2.6. ATP Concentration Measurements. Using an ATP bioluminescent assay kit (Sigma), myocardial ATP concentration was measured according to the manufacturer's recommendations. Experiments were done in triplicate for each group.

2.7. Western Blot Analysis. Using a commercial available Nuclear and Cytoplasm Extraction Kit (Active Motif), nuclear proteins were isolated from left ventricles of rats or primary neonatal rat ventricular cardiomyocytes. The homogenate proteins were separated on SDS-PAGE and then transferred to PVDF membrane (Millipore). The membranes were incubated with primary polyclonal antibodies against p65 (Cell Signal Technology), I[kappa]B-[alpha] (Cell Signal Technology), Histone-H3 (Sigma), p-mTOR (Cell Signal Technology), mTOR (Cell Signal Technology), PPAR[alpha] (Sigma), PGC1[alpha] (Calbiochem), GAPDH (Sigma), and [alpha]-tubulin (Sigma) overnight at 4[degrees]C. After washing in TBS-T buffer, the second antibodies (Promega) were conjugated at room temperature, and then protein bands were visualized using enhanced Super-Signal West Pico substrates (Pierce).

2.8. Primary Culture of Neonatal Rat Ventricular Cardiomyocytes and Treatments. Primary culture of neonatal rat ventricular cardiomyocytes was prepared using 1- to 3-day-old Sprague-Dawley rats as methods we reported [19]. Cells were cultured in 10% serum for 24 hours after isolation. 48 hours later, the serum-containing culture medium was replaced with DMEM containing 0.1% FBS. After incubation for 24 hours, the cells were further treated with isoproterenol (1 [micro]mol/L), or in combination with rapamycin (100 nmol/L) was administrated to cells and maintained for 24 hours.
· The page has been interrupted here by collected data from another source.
//! Unit tests for the allocation engine

#[cfg(test)]
mod tests {
    use crate::allocation::*;
    use crate::prefix::NetworkPrefix;
    use std::collections::HashSet;
    use std::net::IpAddr;

    fn prefix(s: &str) -> NetworkPrefix {
        NetworkPrefix::parse(s).unwrap()
    }

    fn addrs(list: &[&str]) -> HashSet<IpAddr> {
        list.iter().map(|a| a.parse().unwrap()).collect()
    }

    #[test]
    fn test_allocate_first_free_after_assigned() {
        let result = allocate(&prefix("10.0.0.0/29"), &addrs(&["10.0.0.1", "10.0.0.2"]), 0);
        assert_eq!(result.total, 8);
        assert_eq!(result.available, 6);
        assert_eq!(result.next, NextAddress::Available("10.0.0.3".parse().unwrap()));
    }

    #[test]
    fn test_allocate_skip_leaves_last_host() {
        let result = allocate(&prefix("10.0.0.0/29"), &HashSet::new(), 5);
        assert_eq!(result.next, NextAddress::Available("10.0.0.6".parse().unwrap()));
        assert_eq!(result.available, 8);
    }

    #[test]
    fn test_allocate_exhausted_prefix_returns_sentinel() {
        let all = addrs(&["10.0.0.1", "10.0.0.2", "10.0.0.3", "10.0.0.4", "10.0.0.5", "10.0.0.6"]);
        let result = allocate(&prefix("10.0.0.0/29"), &all, 5);
        assert_eq!(result.next, NextAddress::NoneAvailable);
        assert_eq!(result.next.to_string(), "None available");
        assert_eq!(result.available, 2);
    }

    #[test]
    fn test_allocate_skip_past_end() {
        let assigned = addrs(&["10.0.0.1"]);
        for skip in [6, 7, 1000] {
            let result = allocate(&prefix("10.0.0.0/29"), &assigned, skip);
            assert!(result.next.is_exhausted(), "skip {skip}");
            assert_eq!(result.available, 7, "skip must not affect available");
        }
    }

    #[test]
    fn test_skip_ignores_assignment_of_skipped_hosts() {
        // .2 is free but inside the skipped range, .3 is the first candidate
        let result = allocate(&prefix("10.0.0.0/29"), &addrs(&["10.0.0.1"]), 2);
        assert_eq!(result.next.address(), Some("10.0.0.3".parse().unwrap()));
    }

    #[test]
    fn test_available_is_independent_of_skip() {
        let p = prefix("192.168.10.0/28");
        let assigned = addrs(&["192.168.10.1", "192.168.10.4", "192.168.10.9", "192.168.10.14"]);
        let baseline = allocate(&p, &assigned, 0).available;
        for skip in 0..20 {
            assert_eq!(allocate(&p, &assigned, skip).available, baseline);
        }
        assert_eq!(baseline, 16 - 4);
    }

    #[test]
    fn test_addresses_outside_prefix_are_not_counted() {
        let assigned = addrs(&["10.0.0.1", "10.0.1.1", "192.168.0.1", "2001:db8::1"]);
        let result = allocate(&prefix("10.0.0.0/29"), &assigned, 0);
        assert_eq!(result.available, 7);
        assert_eq!(result.next.address(), Some("10.0.0.2".parse().unwrap()));
    }

    #[test]
    fn test_network_and_broadcast_assignments_count_toward_utilization() {
        let assigned = addrs(&["10.0.0.0", "10.0.0.7"]);
        let result = allocate(&prefix("10.0.0.0/29"), &assigned, 0);
        assert_eq!(result.available, 6);
        assert_eq!(result.next.address(), Some("10.0.0.1".parse().unwrap()));
    }

    #[test]
    fn test_allocate_slash_31_and_slash_32() {
        let result = allocate(&prefix("10.0.0.0/31"), &addrs(&["10.0.0.0"]), 0);
        assert_eq!(result.next.address(), Some("10.0.0.1".parse().unwrap()));

        let result = allocate(&prefix("10.0.0.9/32"), &HashSet::new(), 0);
        assert_eq!(result.next.address(), Some("10.0.0.9".parse().unwrap()));
        assert_eq!(result.total, 1);

        let result = allocate(&prefix("10.0.0.9/32"), &HashSet::new(), 1);
        assert!(result.next.is_exhausted());
    }

    #[test]
    fn test_allocate_ipv6() {
        let result = allocate(&prefix("2001:db8::/120"), &addrs(&["2001:db8::1", "2001:db8::2"]), 0);
        assert_eq!(result.total, 256);
        assert_eq!(result.available, 254);
        assert_eq!(result.next.address(), Some("2001:db8::3".parse().unwrap()));
    }

    #[test]
    fn test_allocate_large_ipv6_prefix_stays_cheap() {
        let result = allocate(&prefix("2001:db8::/32"), &HashSet::new(), 1_000_000);
        assert_eq!(result.next.address(), Some("2001:db8::f:4241".parse().unwrap()));
    }

    #[test]
    fn test_allocate_is_idempotent() {
        let p = prefix("10.20.0.0/24");
        let assigned = addrs(&["10.20.0.1", "10.20.0.2", "10.20.0.3"]);
        let first = allocate(&p, &assigned, 1);
        let second = allocate(&p, &assigned, 1);
        assert_eq!(first, second);
        assert_eq!(assigned.len(), 3);
    }

    #[test]
    fn test_empty_assigned_set() {
        let result = allocate(&prefix("172.16.0.0/30"), &HashSet::new(), 0);
        assert_eq!(result.total, 4);
        assert_eq!(result.available, 4);
        assert_eq!(result.next.address(), Some("172.16.0.1".parse().unwrap()));
    }

    #[test]
    fn test_query_runs_allocate() {
        let p = prefix("10.0.0.0/29");
        let assigned = addrs(&["10.0.0.3"]);
        let query = AllocationQuery {
            prefix: &p,
            assigned: &assigned,
            skip_count: 2,
        };
        assert_eq!(query.run(), allocate(&p, &assigned, 2));
        assert_eq!(query.run().next.address(), Some("10.0.0.4".parse().unwrap()));
    }

    #[test]
    fn test_result_serializes_sentinel_explicitly() {
        let result = allocate(&prefix("10.0.0.0/32"), &addrs(&["10.0.0.0"]), 0);
        let json = serde_json::to_value(&result).unwrap();
        assert_eq!(json["prefix"], "10.0.0.0/32");
        assert_eq!(json["next"]["kind"], "none_available");
    }
}
//! # Fibonacci Backoff
//!
//! Provides a Fibonacci-based backoff mechanism for retrying NetBox calls.
//! The delay grows more slowly than exponential backoff, which suits a
//! short-lived command that should give a busy NetBox a moment without
//! making the operator wait long.
//!
//! Sequence with the defaults: 1s, 1s, 2s, 3s, 5s, 8s (max).

use std::time::Duration;

/// Fibonacci backoff calculator
///
/// Each backoff is the sum of the previous two, capped at `max_seconds`.
#[derive(Debug, Clone)]
pub struct FibonacciBackoff {
    /// Previous backoff value in seconds
    prev_seconds: u64,
    /// Current backoff value in seconds
    current_seconds: u64,
    /// Maximum backoff value in seconds
    max_seconds: u64,
}

impl FibonacciBackoff {
    /// Create a new Fibonacci backoff with specified minimum and maximum values in seconds
    ///
    /// # Arguments
    ///
    /// * `min_seconds` - Used for the first two values, typically 1
    /// * `max_seconds` - Caps the sequence
    #[must_use]
    pub fn new(min_seconds: u64, max_seconds: u64) -> Self {
        Self {
            prev_seconds: 0,
            current_seconds: min_seconds.min(max_seconds),
            max_seconds,
        }
    }

    /// Get the next backoff duration in seconds and advance the sequence
    pub fn next_backoff_seconds(&mut self) -> u64 {
        let result_seconds = self.current_seconds;

        let next_seconds = self.prev_seconds.saturating_add(self.current_seconds);

        self.prev_seconds = self.current_seconds;
        self.current_seconds = std::cmp::min(next_seconds, self.max_seconds);

        result_seconds
    }

    /// Get the next backoff duration as a `Duration` and advance the sequence
    #[must_use]
    pub fn next_backoff(&mut self) -> Duration {
        Duration::from_secs(self.next_backoff_seconds())
    }
}

#[cfg(test)]
mod tests {
    use super::*;

    #[test]
    fn test_fibonacci_backoff_sequence() {
        let mut backoff = FibonacciBackoff::new(1, 8);

        assert_eq!(backoff.next_backoff_seconds(), 1);
        assert_eq!(backoff.next_backoff_seconds(), 1);
        assert_eq!(backoff.next_backoff_seconds(), 2);
        assert_eq!(backoff.next_backoff_seconds(), 3);
        assert_eq!(backoff.next_backoff_seconds(), 5);
        assert_eq!(backoff.next_backoff_seconds(), 8); // max
    }

    #[test]
    fn test_fibonacci_backoff_max_cap() {
        let mut backoff = FibonacciBackoff::new(1, 4);

        assert_eq!(backoff.next_backoff_seconds(), 1);
        assert_eq!(backoff.next_backoff_seconds(), 1);
        assert_eq!(backoff.next_backoff_seconds(), 2);
        assert_eq!(backoff.next_backoff_seconds(), 3);
        // Next would be 5s (3+2), capped at 4s
        assert_eq!(backoff.next_backoff_seconds(), 4);
        assert_eq!(backoff.next_backoff_seconds(), 4);
    }

    #[test]
    fn test_zero_minimum_never_waits() {
        let mut backoff = FibonacciBackoff::new(0, 8);
        assert!((0..5).all(|_| backoff.next_backoff_seconds() == 0));
        assert_eq!(backoff.next_backoff(), Duration::ZERO);
    }
}
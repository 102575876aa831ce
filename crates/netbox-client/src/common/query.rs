//! Query utilities for NetBox API
//!
//! Endpoint-level helpers shared by every resource type: list with filters
//! (optionally walking every page) and fetch by ID.

use crate::common::{HttpClient, PaginatedResponse};
use crate::error::NetBoxError;
use serde::Deserialize;

/// Query resources with optional filtering and pagination
///
/// `endpoint` is the path below `/api/`, e.g. `ipam/prefixes`.
pub async fn query_resources<T: for<'de> Deserialize<'de>>(
    http: &HttpClient,
    endpoint: &str,
    filters: &[(&str, &str)],
    fetch_all: bool,
) -> Result<Vec<T>, NetBoxError> {
    let url = list_path(http, endpoint, filters);

    if fetch_all {
        http.fetch_all_pages(http.build_url(&url)).await
    } else {
        let response: PaginatedResponse<T> = http.get(&url).await?;
        Ok(response.results)
    }
}

/// Fetch a single resource by ID
pub async fn get_resource<T: for<'de> Deserialize<'de>>(
    http: &HttpClient,
    endpoint: &str,
    id: u64,
) -> Result<T, NetBoxError> {
    http.get(&format!("/api/{}/{}/", endpoint, id)).await
}

fn list_path(http: &HttpClient, endpoint: &str, filters: &[(&str, &str)]) -> String {
    let base = format!("/api/{}/", endpoint);
    if filters.is_empty() {
        base
    } else {
        format!("{}?{}", base, http.build_query_string(filters))
    }
}
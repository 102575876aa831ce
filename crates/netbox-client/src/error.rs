//! NetBox client errors

use thiserror::Error;

/// Errors that can occur when interacting with the NetBox API
#[derive(Debug, Error)]
pub enum NetBoxError {
    /// HTTP request/response error
    #[error("HTTP error: {0}")]
    Http(#[from] reqwest::Error),

    /// NetBox API returned an error
    #[error("NetBox API error: {0}")]
    Api(String),

    /// NetBox answered with a 5xx status
    #[error("NetBox server error: {0}")]
    Server(String),

    /// JSON serialization/deserialization error
    #[error("Serialization error: {0}")]
    Serialization(#[from] serde_json::Error),

    /// Authentication failed (invalid token, expired, etc.)
    #[error("Authentication failed: {0}")]
    Authentication(String),

    /// Resource not found
    #[error("Not found: {0}")]
    NotFound(String),

    /// Invalid request (e.g., missing required fields)
    #[error("Invalid request: {0}")]
    InvalidRequest(String),
}

impl NetBoxError {
    /// Whether repeating the same request may succeed
    ///
    /// Transport failures and 5xx answers are transient; everything else
    /// reflects the request or the data and fails the same way again.
    pub fn is_transient(&self) -> bool {
        match self {
            NetBoxError::Http(e) => e.is_timeout() || e.is_connect() || e.is_request(),
            NetBoxError::Server(_) => true,
            _ => false,
        }
    }
}
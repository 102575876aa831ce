//! Tool-specific error types.
//!
//! Wraps the client and engine errors and adds the failures that only the
//! command-line front-end can hit.

use ipam_engine::{EngineError, InvalidAddressError, InvalidGrammarError, InvalidPrefixError};
use netbox_client::NetBoxError;
use thiserror::Error;

/// Errors that can occur while running a tool.
#[derive(Debug, Error)]
pub enum ToolsError {
    /// NetBox API error
    #[error("NetBox error: {0}")]
    NetBox(#[from] NetBoxError),

    /// Inventory data the engine rejected
    #[error("Engine error: {0}")]
    Engine(#[from] EngineError),

    /// Invalid configuration
    #[error("Invalid configuration: {0}")]
    InvalidConfig(String),

    /// No available IPs in prefix
    #[error("No available IPs in prefix: {0}")]
    NoAvailableIPs(String),

    /// No virtual machine with this name
    #[error("Virtual machine not found: {0}")]
    VmNotFound(String),

    /// Command arguments that do not fit together
    #[error("Invalid arguments: {0}")]
    InvalidArguments(String),

    /// Output could not be rendered
    #[error("Render error: {0}")]
    Render(#[from] serde_json::Error),
}

impl From<InvalidPrefixError> for ToolsError {
    fn from(error: InvalidPrefixError) -> Self {
        ToolsError::Engine(error.into())
    }
}

impl From<InvalidAddressError> for ToolsError {
    fn from(error: InvalidAddressError) -> Self {
        ToolsError::Engine(error.into())
    }
}

impl From<InvalidGrammarError> for ToolsError {
    fn from(error: InvalidGrammarError) -> Self {
        ToolsError::Engine(error.into())
    }
}
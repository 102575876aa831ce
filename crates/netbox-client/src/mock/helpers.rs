//! Helper functions for creating NetBox model records in tests

use crate::models::*;

/// Builds model records with URLs that point at the mock's base URL
pub struct Helpers {
    base_url: String,
}

impl Helpers {
    pub fn new(base_url: String) -> Self {
        Self { base_url }
    }

    /// Helper to create NestedVrf
    pub fn create_nested_vrf(&self, id: u64, name: &str) -> NestedVrf {
        NestedVrf {
            id,
            url: format!("{}/api/ipam/vrfs/{}/", self.base_url, id),
            display: name.to_string(),
            name: name.to_string(),
        }
    }

    /// Helper to create NestedTag from a slug
    pub fn create_nested_tag(&self, id: u64, slug: &str) -> NestedTag {
        NestedTag {
            id,
            url: format!("{}/api/extras/tags/{}/", self.base_url, id),
            display: slug.to_string(),
            name: slug.to_string(),
            slug: slug.to_string(),
        }
    }

    /// Helper to create NestedVirtualMachine
    pub fn create_nested_virtual_machine(&self, id: u64, name: &str) -> NestedVirtualMachine {
        NestedVirtualMachine {
            id,
            url: format!("{}/api/virtualization/virtual-machines/{}/", self.base_url, id),
            display: name.to_string(),
            name: name.to_string(),
        }
    }

    /// VRF record
    pub fn vrf(&self, id: u64, name: &str) -> Vrf {
        Vrf {
            id,
            url: format!("{}/api/ipam/vrfs/{}/", self.base_url, id),
            display: name.to_string(),
            name: name.to_string(),
            rd: None,
            tenant: None,
            enforce_unique: true,
            description: String::new(),
            tags: vec![],
            prefix_count: None,
            ipaddress_count: None,
        }
    }

    /// Prefix record; `vrf` is `(id, name)` of the owning VRF
    pub fn prefix(&self, id: u64, cidr: &str, status: &str, vrf: Option<(u64, &str)>) -> Prefix {
        Prefix {
            id,
            url: format!("{}/api/ipam/prefixes/{}/", self.base_url, id),
            display: cidr.to_string(),
            prefix: cidr.to_string(),
            vrf: vrf.map(|(vrf_id, name)| self.create_nested_vrf(vrf_id, name)),
            tenant: None,
            status: ChoiceField::from_value(status),
            is_pool: false,
            mark_utilized: false,
            description: String::new(),
            tags: vec![],
            created: Some(chrono::Utc::now().to_rfc3339()),
            last_updated: Some(chrono::Utc::now().to_rfc3339()),
        }
    }

    /// IP address record; `address` carries its mask, e.g. `10.0.0.5/24`
    pub fn ip_address(&self, id: u64, address: &str, vrf: Option<(u64, &str)>) -> IPAddress {
        IPAddress {
            id,
            url: format!("{}/api/ipam/ip-addresses/{}/", self.base_url, id),
            display: address.to_string(),
            address: address.to_string(),
            vrf: vrf.map(|(vrf_id, name)| self.create_nested_vrf(vrf_id, name)),
            tenant: None,
            status: ChoiceField::from_value("active"),
            assigned_object_type: None,
            assigned_object_id: None,
            dns_name: String::new(),
            description: String::new(),
            tags: vec![],
            created: Some(chrono::Utc::now().to_rfc3339()),
            last_updated: Some(chrono::Utc::now().to_rfc3339()),
        }
    }

    /// Virtual machine record
    pub fn virtual_machine(&self, id: u64, name: &str) -> VirtualMachine {
        VirtualMachine {
            id,
            url: format!("{}/api/virtualization/virtual-machines/{}/", self.base_url, id),
            display: name.to_string(),
            name: name.to_string(),
            status: Some(ChoiceField::from_value("active")),
            primary_ip4: None,
            primary_ip6: None,
            description: String::new(),
        }
    }

    /// VM interface record; `vm` is `(id, name)` of the owning machine
    pub fn vm_interface(&self, id: u64, name: &str, vm: (u64, &str)) -> VMInterface {
        VMInterface {
            id,
            url: format!("{}/api/virtualization/interfaces/{}/", self.base_url, id),
            display: name.to_string(),
            virtual_machine: self.create_nested_virtual_machine(vm.0, vm.1),
            name: name.to_string(),
            enabled: true,
            description: String::new(),
        }
    }
}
2.9. Small Interference RNA. The small interference RNA (siRNA) sequences against rat NF-[kappa]B p65 subunit were synthesized by GenePharma. NF-[kappa]B p65 antisense sequences were 5'-UCUAUGGGAACUUGAAAGGTT-3'; the scrambled sequence was used as a negative control (NC). Small interference RNA (100 nmol/L) was transiently transfected into cardiomyocytes by adding it to lipofectamine 2000 (Invitrogen) according to the manufacturer's instructions. The knockdown of p65 protein expression was confirmed by western blot analysis.

2.10. TNF-[alpha], IL-1[beta], and IL-2 Measurement. An ELISA kit (Dakewe) was used to determine the concentrations of IL1[beta], IL-2, and TNF-[alpha] in the culture medium according to the manufacturer's instructions.

2.11. Cell Surface Area Quantification. To determine the cell surface area, cells were fixed with 4% paraform and then permeabilized within 0.5% TritonX-100, after which cells were incubated with TRITC-labeled phalloidin (Sigma) for 30 min at room temperature as methods reported [20].

2.12. Mitochondrial Membrane Potential Analysis. TMRE (10nmol/L), a mitochondrial potential-indicating fluorophore (Invitrogen, Molecular Probes), was added to cells for 30 min, after which cells were visualized under confocal laser scanning microscopy (LSM710, Zeiss). Images were analyzed as reported previously [21].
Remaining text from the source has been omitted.